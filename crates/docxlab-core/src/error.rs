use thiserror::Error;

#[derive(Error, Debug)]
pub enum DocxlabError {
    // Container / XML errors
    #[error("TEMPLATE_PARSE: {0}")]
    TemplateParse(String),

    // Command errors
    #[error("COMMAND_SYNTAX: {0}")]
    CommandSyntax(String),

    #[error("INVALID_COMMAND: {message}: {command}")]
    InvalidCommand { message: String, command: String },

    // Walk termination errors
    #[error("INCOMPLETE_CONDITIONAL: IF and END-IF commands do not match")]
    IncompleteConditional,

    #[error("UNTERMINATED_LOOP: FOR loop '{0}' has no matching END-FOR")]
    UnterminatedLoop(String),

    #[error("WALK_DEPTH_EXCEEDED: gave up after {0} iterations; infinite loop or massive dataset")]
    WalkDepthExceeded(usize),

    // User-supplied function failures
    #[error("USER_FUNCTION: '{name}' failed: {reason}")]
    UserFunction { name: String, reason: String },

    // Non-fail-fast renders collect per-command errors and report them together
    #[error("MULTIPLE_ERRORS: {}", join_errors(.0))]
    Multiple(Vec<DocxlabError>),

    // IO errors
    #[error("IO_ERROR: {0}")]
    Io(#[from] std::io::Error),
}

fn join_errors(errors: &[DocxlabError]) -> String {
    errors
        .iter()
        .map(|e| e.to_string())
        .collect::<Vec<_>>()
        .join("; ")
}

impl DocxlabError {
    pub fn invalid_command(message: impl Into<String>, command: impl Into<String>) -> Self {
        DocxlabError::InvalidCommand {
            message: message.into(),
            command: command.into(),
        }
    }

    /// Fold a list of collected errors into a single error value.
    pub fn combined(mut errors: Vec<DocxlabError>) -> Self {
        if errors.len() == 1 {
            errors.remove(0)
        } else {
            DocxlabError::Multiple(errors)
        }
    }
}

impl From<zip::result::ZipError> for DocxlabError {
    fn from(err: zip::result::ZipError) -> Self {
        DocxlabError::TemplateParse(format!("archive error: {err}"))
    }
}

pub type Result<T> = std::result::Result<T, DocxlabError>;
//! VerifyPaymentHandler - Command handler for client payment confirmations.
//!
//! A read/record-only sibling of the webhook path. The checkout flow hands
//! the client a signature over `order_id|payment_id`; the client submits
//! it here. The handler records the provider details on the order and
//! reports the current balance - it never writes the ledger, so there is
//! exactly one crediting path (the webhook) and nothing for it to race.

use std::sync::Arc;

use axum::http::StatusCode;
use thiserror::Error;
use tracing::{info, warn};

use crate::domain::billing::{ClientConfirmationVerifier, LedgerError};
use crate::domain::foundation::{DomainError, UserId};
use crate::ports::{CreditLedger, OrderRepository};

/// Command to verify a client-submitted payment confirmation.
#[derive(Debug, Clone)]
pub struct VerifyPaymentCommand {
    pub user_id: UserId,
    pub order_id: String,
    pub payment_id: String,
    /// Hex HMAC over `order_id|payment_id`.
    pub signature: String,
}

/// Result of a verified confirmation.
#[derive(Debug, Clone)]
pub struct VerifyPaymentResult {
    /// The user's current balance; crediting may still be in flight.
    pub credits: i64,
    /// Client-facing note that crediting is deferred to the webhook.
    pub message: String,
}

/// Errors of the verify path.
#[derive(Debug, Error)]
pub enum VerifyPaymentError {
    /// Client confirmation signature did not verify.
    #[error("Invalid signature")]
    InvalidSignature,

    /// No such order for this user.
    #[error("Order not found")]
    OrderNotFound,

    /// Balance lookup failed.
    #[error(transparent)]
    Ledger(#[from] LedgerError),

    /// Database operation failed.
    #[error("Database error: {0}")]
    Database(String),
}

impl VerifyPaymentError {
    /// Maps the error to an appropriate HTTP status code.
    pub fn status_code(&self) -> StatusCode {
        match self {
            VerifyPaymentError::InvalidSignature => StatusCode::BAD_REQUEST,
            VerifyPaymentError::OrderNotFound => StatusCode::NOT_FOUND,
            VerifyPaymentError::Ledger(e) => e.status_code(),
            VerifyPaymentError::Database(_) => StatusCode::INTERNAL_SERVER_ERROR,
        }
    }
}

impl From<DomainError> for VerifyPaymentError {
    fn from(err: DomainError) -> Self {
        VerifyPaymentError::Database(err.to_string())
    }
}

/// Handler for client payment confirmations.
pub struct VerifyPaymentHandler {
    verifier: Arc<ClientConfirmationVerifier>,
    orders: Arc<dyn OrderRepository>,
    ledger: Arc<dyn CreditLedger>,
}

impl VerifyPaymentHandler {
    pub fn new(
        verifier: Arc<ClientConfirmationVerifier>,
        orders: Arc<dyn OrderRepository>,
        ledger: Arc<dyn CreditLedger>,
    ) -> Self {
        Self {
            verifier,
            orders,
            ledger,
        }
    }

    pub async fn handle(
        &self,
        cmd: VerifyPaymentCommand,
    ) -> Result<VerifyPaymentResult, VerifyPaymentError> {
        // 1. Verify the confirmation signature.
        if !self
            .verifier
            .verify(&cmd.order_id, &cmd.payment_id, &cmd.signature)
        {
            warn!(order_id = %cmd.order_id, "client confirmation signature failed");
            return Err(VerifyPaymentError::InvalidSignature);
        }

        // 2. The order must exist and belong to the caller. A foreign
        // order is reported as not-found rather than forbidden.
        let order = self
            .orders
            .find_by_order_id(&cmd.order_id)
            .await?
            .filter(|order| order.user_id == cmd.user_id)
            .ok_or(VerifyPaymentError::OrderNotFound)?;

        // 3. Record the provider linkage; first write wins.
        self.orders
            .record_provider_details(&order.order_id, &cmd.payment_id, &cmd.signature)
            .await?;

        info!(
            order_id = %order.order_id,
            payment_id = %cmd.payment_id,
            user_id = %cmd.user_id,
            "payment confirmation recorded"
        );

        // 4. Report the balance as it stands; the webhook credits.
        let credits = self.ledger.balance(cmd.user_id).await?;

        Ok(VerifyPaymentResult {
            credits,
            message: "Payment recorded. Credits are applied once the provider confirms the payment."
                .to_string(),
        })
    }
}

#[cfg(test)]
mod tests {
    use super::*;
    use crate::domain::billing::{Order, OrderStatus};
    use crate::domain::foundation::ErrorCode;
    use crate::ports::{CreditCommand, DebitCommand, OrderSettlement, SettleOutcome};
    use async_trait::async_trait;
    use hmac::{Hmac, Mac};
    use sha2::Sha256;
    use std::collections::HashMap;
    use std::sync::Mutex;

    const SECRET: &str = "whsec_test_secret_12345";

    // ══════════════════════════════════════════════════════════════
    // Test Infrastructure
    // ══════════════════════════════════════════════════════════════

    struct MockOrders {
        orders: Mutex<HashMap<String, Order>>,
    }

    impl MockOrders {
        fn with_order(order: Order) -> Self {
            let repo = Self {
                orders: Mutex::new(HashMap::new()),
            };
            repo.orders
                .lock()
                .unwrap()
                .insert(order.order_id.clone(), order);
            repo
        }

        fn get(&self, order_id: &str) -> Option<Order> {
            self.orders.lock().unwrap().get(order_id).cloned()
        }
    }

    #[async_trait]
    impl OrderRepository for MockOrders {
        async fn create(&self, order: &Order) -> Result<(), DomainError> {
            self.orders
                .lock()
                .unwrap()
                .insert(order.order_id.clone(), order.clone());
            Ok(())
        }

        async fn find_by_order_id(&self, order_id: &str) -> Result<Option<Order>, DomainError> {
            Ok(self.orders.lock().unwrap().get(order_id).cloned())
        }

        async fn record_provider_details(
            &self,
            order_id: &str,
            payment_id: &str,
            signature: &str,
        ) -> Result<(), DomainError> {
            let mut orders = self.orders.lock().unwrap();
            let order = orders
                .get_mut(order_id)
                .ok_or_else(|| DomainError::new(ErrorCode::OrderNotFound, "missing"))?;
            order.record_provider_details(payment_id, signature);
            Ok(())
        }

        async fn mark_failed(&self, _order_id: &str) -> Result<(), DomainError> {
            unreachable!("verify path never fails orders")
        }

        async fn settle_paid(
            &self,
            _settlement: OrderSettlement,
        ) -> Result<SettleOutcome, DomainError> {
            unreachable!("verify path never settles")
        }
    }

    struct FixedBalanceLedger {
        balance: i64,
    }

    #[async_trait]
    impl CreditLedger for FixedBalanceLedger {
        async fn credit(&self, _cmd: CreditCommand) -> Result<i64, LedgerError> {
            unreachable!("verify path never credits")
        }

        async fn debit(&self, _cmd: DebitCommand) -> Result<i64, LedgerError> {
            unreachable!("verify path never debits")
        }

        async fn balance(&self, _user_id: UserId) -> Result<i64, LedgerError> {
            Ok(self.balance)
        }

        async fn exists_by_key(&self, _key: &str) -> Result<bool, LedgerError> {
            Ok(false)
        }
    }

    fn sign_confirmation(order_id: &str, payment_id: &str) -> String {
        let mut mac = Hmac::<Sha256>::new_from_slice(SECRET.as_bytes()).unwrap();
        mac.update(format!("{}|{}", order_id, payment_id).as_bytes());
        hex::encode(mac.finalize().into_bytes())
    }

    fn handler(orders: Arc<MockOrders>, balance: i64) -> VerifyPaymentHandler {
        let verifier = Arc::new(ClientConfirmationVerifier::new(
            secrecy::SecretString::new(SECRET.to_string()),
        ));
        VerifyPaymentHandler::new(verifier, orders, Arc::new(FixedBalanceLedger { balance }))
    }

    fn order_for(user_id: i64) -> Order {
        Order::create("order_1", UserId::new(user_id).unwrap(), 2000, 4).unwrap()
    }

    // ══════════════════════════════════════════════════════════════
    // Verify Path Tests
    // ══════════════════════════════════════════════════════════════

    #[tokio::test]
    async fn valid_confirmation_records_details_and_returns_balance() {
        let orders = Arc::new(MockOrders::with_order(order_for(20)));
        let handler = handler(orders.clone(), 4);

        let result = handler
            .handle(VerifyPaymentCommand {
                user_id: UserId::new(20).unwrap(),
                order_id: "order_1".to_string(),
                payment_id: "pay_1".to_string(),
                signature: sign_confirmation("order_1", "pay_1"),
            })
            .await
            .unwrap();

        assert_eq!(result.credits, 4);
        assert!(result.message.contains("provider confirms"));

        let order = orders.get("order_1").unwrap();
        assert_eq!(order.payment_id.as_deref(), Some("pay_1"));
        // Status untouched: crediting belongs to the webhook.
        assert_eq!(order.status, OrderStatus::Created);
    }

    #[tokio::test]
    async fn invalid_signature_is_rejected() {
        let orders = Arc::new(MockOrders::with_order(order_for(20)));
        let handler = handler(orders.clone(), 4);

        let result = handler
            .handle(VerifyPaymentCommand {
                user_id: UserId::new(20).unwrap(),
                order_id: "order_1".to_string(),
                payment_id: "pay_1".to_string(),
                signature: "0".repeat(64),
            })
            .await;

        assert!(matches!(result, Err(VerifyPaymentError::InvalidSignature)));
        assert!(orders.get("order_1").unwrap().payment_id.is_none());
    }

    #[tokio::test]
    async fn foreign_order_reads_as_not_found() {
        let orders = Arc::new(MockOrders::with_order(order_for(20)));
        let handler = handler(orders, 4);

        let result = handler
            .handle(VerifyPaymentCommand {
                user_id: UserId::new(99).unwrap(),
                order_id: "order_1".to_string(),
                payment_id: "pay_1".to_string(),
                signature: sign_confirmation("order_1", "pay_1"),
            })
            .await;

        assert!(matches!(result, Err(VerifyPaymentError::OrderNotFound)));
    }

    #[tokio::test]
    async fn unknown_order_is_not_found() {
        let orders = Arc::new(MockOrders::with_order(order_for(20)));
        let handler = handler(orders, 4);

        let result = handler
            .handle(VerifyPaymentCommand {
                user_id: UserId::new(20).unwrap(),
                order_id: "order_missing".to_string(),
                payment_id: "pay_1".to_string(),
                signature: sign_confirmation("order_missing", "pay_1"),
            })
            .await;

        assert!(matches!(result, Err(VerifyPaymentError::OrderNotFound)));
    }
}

──────

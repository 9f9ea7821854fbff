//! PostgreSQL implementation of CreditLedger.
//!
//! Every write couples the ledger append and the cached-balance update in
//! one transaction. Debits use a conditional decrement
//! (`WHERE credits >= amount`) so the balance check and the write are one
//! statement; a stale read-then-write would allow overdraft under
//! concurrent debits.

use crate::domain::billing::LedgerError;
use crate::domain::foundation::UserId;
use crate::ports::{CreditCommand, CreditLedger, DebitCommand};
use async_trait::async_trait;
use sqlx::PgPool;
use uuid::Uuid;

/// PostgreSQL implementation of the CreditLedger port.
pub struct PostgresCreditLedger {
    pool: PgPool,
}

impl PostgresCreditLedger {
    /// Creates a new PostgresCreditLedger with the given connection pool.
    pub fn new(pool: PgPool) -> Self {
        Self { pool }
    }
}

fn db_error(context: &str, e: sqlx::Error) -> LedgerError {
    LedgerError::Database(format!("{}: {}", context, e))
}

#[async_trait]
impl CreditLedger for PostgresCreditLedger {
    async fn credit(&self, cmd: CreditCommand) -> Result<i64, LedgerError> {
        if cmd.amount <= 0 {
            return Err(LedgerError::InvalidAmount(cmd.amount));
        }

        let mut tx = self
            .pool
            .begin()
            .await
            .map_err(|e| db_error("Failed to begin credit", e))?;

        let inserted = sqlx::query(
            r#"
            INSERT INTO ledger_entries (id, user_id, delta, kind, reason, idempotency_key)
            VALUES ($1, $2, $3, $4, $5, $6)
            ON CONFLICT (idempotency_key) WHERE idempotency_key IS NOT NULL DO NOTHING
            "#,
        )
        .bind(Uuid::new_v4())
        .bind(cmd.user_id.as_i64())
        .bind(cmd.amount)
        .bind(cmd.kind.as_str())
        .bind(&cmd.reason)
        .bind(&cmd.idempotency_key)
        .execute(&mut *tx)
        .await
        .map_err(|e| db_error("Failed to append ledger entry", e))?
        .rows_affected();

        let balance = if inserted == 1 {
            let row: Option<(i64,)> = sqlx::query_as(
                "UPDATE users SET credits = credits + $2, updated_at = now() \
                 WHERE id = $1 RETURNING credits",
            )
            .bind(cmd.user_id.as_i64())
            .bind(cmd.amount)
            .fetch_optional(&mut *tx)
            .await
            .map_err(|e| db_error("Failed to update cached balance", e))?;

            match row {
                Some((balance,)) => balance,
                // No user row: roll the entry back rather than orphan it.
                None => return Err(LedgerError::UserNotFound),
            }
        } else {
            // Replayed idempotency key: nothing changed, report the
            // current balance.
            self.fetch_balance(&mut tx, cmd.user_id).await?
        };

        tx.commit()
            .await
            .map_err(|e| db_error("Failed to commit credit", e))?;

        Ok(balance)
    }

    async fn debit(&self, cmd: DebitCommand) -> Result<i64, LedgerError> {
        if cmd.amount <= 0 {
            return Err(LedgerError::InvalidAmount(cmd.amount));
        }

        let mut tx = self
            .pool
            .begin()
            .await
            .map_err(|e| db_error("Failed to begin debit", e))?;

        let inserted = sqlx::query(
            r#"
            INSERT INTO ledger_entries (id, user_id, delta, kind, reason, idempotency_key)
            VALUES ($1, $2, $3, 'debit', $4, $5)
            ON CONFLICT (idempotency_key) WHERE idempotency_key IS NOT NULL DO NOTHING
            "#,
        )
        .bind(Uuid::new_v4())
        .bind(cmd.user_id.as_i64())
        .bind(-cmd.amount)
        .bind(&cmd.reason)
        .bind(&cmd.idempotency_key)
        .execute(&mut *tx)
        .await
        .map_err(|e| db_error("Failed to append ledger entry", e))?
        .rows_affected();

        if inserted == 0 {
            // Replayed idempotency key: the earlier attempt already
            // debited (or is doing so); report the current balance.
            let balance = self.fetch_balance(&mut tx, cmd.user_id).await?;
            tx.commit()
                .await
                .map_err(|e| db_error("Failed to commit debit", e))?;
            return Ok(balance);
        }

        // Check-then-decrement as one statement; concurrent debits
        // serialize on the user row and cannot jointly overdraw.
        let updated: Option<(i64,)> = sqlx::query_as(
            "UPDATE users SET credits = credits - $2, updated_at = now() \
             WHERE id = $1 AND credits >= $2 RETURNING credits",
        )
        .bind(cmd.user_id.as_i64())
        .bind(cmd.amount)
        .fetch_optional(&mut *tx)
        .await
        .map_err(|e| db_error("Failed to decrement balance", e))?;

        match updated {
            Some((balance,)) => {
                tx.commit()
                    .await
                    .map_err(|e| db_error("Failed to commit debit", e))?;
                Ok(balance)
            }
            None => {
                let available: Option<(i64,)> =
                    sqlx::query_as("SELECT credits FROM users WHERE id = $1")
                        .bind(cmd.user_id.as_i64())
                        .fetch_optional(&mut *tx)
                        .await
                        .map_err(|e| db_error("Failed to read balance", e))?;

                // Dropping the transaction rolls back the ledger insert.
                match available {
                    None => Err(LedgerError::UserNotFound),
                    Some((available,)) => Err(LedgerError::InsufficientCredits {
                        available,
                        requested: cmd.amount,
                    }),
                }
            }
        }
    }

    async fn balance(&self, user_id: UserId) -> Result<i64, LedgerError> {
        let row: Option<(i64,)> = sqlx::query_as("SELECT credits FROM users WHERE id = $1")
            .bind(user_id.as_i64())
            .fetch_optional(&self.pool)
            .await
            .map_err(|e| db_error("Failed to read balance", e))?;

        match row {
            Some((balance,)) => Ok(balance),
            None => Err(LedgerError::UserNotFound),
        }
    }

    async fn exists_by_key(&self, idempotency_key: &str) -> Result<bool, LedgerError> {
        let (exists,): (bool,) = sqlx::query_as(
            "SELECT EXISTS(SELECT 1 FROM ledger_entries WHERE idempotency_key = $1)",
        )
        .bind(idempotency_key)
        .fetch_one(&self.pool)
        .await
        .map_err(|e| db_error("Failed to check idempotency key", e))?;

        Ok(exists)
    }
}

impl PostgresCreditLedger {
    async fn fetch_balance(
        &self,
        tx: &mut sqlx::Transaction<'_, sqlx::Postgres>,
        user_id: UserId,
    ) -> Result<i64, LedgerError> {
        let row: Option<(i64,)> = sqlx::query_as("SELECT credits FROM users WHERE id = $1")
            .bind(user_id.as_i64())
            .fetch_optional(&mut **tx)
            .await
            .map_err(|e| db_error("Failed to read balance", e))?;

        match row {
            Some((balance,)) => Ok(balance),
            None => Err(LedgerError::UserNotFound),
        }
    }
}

──────

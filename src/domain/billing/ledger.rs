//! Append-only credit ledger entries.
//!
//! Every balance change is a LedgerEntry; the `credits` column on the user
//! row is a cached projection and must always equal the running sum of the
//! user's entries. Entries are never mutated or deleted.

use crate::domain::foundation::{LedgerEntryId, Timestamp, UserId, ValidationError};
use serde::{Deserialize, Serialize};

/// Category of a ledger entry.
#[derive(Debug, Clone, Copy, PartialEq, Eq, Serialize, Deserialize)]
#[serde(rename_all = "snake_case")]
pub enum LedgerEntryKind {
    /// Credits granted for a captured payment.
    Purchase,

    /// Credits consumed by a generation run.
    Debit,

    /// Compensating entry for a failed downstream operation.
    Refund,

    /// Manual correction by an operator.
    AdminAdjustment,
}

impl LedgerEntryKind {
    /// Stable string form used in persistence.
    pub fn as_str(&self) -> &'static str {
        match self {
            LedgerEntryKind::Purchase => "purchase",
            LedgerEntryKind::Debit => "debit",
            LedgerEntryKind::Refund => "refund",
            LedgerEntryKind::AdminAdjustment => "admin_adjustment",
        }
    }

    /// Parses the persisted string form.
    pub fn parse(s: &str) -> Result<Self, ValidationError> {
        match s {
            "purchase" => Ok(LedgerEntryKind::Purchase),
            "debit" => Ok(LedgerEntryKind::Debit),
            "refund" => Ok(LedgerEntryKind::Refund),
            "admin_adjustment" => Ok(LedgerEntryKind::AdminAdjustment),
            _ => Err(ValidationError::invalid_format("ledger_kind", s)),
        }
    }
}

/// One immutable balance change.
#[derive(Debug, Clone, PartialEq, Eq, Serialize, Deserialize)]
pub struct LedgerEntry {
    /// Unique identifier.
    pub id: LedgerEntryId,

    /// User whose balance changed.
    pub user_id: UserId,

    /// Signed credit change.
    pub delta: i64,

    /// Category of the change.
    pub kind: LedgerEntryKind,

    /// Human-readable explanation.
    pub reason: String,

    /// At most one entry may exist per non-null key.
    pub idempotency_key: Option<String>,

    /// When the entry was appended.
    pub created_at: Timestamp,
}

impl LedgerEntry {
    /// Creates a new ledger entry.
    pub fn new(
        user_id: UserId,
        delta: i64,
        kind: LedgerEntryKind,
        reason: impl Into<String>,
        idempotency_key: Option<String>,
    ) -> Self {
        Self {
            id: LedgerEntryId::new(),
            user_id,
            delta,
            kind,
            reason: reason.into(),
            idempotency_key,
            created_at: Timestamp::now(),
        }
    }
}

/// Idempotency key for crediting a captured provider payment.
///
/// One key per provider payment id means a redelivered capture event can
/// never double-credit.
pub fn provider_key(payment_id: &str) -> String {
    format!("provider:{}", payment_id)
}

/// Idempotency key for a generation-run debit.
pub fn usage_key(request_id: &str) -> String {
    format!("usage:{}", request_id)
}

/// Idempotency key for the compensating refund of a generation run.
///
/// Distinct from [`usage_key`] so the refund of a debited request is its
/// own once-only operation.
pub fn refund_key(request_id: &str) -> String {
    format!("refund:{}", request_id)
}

──────

- [WHAT IS NEEDED] Go over the records above and tally each line that includes "lock". Give the total by itself.

- [EXERCISE RESULT] 5